> EXERCISE INSTRUCTIONS
Determine the number of lines in these entries that hold the word "Send". Give the number and nothing more.

=== TASK INPUT ===

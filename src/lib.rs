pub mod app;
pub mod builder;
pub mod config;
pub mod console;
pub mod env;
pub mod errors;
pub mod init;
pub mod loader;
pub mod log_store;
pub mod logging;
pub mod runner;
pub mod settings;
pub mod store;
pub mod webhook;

===
=== TASK INPUT ===

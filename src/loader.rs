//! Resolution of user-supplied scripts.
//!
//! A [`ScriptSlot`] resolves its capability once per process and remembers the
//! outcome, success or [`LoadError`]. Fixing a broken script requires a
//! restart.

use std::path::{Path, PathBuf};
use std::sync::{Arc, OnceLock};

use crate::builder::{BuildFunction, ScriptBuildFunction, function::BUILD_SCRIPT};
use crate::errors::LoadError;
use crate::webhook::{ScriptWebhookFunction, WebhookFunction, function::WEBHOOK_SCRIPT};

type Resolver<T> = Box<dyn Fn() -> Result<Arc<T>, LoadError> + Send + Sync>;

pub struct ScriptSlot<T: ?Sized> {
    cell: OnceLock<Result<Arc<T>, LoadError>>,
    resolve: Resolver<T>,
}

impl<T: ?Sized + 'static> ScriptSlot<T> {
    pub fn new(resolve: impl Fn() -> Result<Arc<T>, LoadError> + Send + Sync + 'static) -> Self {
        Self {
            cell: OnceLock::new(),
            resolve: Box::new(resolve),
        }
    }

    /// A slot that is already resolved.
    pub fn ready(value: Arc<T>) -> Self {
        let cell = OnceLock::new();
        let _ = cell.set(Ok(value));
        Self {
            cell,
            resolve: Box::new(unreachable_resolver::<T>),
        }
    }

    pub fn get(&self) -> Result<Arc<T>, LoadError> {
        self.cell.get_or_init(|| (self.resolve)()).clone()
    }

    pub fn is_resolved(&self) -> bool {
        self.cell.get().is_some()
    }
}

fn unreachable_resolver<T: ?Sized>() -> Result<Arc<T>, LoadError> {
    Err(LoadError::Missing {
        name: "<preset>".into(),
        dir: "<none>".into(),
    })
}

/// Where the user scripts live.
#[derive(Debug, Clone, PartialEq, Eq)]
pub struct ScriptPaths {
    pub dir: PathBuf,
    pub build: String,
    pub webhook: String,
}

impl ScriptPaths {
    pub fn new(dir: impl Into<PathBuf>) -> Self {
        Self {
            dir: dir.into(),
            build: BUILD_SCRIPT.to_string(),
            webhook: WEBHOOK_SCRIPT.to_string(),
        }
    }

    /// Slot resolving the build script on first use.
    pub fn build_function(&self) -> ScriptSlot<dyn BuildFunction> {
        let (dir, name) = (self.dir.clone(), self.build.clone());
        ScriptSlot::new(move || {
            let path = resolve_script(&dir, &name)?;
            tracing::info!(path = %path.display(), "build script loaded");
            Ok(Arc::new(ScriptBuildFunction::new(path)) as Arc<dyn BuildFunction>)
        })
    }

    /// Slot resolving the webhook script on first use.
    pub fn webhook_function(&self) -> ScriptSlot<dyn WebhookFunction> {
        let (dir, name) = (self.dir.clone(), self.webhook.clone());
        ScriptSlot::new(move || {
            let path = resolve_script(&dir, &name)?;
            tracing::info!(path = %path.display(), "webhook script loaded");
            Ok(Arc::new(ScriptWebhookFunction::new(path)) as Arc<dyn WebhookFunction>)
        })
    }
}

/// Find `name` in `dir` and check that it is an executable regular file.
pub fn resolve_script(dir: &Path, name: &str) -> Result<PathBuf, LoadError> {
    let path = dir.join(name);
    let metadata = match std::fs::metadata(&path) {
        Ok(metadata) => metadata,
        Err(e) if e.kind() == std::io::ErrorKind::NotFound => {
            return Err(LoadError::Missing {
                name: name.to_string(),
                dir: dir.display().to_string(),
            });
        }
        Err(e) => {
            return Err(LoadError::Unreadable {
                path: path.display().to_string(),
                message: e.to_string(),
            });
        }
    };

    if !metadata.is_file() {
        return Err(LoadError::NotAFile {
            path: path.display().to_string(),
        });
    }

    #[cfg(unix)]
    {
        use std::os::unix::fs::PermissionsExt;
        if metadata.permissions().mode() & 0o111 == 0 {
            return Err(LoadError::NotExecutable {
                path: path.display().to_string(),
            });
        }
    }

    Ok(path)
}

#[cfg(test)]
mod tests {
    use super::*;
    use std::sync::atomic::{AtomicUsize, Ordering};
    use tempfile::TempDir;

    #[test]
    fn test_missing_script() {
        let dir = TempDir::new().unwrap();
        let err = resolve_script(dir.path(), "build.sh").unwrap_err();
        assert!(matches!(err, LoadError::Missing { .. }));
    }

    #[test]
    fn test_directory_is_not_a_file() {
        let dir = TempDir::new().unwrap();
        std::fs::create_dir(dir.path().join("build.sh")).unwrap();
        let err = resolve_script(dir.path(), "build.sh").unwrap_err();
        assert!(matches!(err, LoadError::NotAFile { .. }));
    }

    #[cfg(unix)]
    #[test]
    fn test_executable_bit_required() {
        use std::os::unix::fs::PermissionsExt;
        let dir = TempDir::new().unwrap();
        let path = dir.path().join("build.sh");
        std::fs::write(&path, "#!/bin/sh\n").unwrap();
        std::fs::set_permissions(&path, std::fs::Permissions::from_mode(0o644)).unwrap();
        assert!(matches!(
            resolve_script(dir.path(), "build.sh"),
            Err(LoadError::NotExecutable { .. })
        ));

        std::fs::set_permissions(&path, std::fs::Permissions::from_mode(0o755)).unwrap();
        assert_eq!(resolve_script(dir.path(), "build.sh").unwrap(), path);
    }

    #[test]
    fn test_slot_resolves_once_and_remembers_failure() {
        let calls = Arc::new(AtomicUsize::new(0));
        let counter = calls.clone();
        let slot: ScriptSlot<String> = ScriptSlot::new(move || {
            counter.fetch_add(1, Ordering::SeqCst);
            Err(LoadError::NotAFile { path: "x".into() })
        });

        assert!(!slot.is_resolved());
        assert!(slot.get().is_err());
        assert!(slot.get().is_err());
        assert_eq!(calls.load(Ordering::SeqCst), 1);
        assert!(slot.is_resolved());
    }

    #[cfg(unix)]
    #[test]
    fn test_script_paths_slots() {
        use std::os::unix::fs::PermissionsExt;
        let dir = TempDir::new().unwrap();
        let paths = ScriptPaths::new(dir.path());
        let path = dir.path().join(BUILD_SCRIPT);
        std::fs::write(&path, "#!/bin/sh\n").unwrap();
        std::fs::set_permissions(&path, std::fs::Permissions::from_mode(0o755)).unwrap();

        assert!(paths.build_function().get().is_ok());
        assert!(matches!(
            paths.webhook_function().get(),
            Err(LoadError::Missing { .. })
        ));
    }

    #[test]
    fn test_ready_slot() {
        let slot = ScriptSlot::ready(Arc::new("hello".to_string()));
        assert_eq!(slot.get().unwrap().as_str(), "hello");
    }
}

===

> RESPONSE FOR THIS EXERCISE
2